_How to complete this task_. After repeating the line containing "let format = cli.format;", stop; until then, repeat each line of the listing below exactly, starting with the first.

_Dataset content_.
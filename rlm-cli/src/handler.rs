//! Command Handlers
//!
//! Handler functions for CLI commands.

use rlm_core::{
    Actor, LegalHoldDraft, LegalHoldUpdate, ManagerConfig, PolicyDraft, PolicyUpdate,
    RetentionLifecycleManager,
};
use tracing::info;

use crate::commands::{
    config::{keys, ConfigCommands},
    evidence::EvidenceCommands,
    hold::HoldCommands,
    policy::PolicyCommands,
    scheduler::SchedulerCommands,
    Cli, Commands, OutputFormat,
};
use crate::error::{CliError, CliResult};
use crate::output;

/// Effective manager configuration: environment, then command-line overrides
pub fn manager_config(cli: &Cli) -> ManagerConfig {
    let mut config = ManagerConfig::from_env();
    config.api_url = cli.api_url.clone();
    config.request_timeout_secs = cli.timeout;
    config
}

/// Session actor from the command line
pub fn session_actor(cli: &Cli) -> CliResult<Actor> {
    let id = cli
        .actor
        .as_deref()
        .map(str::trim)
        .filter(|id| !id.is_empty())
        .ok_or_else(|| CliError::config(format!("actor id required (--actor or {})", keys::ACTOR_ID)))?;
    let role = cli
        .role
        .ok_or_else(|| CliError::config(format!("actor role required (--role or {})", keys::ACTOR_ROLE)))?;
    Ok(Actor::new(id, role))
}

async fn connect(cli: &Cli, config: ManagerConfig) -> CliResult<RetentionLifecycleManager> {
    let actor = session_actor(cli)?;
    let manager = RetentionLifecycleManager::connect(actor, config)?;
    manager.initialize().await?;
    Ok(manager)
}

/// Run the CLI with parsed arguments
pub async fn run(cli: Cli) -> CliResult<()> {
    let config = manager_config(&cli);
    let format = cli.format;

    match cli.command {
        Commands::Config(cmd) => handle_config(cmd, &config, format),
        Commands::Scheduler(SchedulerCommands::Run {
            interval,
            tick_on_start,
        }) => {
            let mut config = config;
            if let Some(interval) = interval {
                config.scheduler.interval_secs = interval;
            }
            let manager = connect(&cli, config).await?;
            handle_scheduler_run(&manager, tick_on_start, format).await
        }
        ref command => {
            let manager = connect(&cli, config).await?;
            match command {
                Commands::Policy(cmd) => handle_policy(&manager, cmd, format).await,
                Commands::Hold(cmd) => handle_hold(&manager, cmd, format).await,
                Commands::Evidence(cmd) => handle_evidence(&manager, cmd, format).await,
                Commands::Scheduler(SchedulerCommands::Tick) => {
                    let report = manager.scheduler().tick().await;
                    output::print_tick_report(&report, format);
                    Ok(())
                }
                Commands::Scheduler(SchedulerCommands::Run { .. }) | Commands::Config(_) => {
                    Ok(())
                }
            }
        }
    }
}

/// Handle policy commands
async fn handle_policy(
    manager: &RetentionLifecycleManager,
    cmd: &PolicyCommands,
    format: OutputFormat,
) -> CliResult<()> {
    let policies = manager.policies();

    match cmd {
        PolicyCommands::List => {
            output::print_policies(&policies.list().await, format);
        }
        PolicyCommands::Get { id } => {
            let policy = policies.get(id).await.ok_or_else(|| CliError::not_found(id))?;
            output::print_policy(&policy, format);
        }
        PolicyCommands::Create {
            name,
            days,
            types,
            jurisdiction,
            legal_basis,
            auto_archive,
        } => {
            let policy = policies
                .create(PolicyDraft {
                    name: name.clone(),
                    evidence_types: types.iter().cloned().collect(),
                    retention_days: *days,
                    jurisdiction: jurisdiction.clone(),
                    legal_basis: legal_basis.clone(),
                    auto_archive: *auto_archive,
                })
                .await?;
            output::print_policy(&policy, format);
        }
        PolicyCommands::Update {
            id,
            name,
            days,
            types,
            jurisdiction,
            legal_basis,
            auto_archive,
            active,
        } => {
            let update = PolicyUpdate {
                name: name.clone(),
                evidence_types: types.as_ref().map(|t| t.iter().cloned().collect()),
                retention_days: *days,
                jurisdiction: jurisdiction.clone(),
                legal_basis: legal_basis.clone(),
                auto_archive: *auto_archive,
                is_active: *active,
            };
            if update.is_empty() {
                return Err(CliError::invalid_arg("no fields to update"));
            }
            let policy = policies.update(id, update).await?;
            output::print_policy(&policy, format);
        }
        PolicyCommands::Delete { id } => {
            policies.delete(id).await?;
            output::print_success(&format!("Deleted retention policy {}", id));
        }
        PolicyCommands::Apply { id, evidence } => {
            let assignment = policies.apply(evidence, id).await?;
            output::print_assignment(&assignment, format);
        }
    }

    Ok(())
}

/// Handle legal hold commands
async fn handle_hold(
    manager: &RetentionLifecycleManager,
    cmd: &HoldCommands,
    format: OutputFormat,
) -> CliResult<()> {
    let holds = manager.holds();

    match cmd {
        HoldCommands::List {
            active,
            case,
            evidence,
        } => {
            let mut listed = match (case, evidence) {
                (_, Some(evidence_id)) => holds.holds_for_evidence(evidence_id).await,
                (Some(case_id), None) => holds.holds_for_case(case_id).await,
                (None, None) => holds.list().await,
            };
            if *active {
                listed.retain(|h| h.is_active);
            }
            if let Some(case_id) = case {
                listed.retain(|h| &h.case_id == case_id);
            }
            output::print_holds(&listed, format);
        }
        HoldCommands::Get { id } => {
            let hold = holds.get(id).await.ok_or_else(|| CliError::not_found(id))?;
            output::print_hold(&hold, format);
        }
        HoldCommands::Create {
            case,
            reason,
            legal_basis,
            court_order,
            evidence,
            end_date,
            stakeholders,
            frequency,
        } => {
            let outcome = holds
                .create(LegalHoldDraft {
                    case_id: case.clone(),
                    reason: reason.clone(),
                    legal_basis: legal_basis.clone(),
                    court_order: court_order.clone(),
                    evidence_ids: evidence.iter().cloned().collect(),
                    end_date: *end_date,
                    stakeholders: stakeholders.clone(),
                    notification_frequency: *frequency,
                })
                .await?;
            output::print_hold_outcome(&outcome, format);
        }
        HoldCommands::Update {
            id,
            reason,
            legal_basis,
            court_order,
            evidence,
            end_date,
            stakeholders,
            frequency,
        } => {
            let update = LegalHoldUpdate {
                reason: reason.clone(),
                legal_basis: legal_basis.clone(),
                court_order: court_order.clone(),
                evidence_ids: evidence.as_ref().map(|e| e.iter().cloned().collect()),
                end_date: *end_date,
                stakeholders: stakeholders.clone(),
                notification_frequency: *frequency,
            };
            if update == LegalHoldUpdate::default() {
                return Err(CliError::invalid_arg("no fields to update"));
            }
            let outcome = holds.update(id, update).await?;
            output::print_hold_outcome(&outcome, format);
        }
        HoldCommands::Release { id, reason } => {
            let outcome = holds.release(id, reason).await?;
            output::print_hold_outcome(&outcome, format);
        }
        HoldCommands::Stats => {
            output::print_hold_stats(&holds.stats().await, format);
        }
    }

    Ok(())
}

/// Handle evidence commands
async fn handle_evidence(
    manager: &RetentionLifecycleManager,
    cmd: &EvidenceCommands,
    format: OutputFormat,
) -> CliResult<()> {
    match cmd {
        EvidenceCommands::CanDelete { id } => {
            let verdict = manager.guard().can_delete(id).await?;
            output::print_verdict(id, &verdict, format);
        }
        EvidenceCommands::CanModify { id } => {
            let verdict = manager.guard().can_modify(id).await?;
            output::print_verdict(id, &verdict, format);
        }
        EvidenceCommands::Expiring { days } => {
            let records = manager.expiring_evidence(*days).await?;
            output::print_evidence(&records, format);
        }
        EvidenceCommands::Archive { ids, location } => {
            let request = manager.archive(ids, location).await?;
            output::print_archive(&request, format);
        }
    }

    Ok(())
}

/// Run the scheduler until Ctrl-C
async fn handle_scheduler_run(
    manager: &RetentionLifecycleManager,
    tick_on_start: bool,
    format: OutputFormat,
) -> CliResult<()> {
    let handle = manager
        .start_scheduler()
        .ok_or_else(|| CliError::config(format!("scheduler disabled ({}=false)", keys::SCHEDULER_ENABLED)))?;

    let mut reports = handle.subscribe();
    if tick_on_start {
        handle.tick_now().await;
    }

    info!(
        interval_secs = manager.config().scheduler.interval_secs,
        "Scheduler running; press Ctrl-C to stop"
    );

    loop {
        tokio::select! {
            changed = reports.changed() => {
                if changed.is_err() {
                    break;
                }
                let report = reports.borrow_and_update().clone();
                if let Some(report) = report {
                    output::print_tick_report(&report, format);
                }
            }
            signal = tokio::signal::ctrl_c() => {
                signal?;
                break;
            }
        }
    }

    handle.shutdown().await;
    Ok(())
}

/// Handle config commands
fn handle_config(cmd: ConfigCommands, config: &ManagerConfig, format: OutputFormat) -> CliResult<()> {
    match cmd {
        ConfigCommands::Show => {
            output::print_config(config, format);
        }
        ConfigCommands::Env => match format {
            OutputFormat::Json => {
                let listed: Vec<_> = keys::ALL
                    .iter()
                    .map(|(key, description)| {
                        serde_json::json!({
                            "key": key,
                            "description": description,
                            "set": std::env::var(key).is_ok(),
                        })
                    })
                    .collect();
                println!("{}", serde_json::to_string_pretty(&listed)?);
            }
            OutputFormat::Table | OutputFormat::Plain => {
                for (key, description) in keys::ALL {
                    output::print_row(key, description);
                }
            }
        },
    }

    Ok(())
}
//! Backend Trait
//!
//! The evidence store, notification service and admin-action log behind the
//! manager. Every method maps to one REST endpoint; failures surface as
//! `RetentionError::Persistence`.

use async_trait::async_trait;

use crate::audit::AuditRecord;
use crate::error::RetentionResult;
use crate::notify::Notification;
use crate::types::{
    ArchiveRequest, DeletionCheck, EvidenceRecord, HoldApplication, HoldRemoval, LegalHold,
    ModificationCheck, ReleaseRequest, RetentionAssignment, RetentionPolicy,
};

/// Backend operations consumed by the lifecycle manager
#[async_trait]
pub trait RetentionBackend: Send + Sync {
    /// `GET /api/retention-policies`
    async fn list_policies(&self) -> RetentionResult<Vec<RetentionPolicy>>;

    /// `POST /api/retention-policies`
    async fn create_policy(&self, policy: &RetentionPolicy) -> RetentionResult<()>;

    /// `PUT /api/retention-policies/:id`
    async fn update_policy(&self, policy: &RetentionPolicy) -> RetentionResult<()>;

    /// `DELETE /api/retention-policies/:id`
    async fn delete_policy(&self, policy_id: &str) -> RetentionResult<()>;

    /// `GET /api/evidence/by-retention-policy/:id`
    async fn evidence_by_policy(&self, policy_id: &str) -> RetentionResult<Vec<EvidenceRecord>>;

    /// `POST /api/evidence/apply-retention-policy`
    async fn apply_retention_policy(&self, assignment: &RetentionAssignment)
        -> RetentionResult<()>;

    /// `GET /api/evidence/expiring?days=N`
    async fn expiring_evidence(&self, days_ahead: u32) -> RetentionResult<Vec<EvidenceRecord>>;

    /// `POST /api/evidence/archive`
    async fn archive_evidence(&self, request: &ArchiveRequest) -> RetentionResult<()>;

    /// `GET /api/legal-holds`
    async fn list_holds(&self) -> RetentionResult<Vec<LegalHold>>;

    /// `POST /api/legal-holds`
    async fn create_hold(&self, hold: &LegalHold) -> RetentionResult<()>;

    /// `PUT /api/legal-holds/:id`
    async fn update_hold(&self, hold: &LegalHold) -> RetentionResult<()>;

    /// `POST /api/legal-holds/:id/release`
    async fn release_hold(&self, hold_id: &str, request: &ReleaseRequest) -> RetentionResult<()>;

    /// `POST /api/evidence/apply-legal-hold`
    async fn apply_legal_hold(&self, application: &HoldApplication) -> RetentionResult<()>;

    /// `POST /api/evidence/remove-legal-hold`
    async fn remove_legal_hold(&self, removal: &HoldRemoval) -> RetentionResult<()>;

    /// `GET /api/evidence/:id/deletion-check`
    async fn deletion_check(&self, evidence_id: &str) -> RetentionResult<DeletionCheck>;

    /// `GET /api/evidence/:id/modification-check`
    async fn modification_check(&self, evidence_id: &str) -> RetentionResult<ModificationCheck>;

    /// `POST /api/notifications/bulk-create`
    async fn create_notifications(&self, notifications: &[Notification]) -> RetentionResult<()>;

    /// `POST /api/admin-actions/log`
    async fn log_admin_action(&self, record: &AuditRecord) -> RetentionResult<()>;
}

_Exercise output_.
filename rlm-cli/src/handler.rs
//! Command Handlers
//!
//! Handler functions for CLI commands.

use rlm_core::{
    Actor, LegalHoldDraft, LegalHoldUpdate, ManagerConfig, PolicyDraft, PolicyUpdate,
    RetentionLifecycleManager,
};
use tracing::info;

use crate::commands::{
    config::{keys, ConfigCommands},
    evidence::EvidenceCommands,
    hold::HoldCommands,
    policy::PolicyCommands,
    scheduler::SchedulerCommands,
    Cli, Commands, OutputFormat,
};
use crate::error::{CliError, CliResult};
use crate::output;

/// Effective manager configuration: environment, then command-line overrides
pub fn manager_config(cli: &Cli) -> ManagerConfig {
    let mut config = ManagerConfig::from_env();
    config.api_url = cli.api_url.clone();
    config.request_timeout_secs = cli.timeout;
    config
}

/// Session actor from the command line
pub fn session_actor(cli: &Cli) -> CliResult<Actor> {
    let id = cli
        .actor
        .as_deref()
        .map(str::trim)
        .filter(|id| !id.is_empty())
        .ok_or_else(|| CliError::config(format!("actor id required (--actor or {})", keys::ACTOR_ID)))?;
    let role = cli
        .role
        .ok_or_else(|| CliError::config(format!("actor role required (--role or {})", keys::ACTOR_ROLE)))?;
    Ok(Actor::new(id, role))
}

async fn connect(cli: &Cli, config: ManagerConfig) -> CliResult<RetentionLifecycleManager> {
    let actor = session_actor(cli)?;
    let manager = RetentionLifecycleManager::connect(actor, config)?;
    manager.initialize().await?;
    Ok(manager)
}

/// Run the CLI with parsed arguments
pub async fn run(cli: Cli) -> CliResult<()> {
    let config = manager_config(&cli);
    let format = cli.format;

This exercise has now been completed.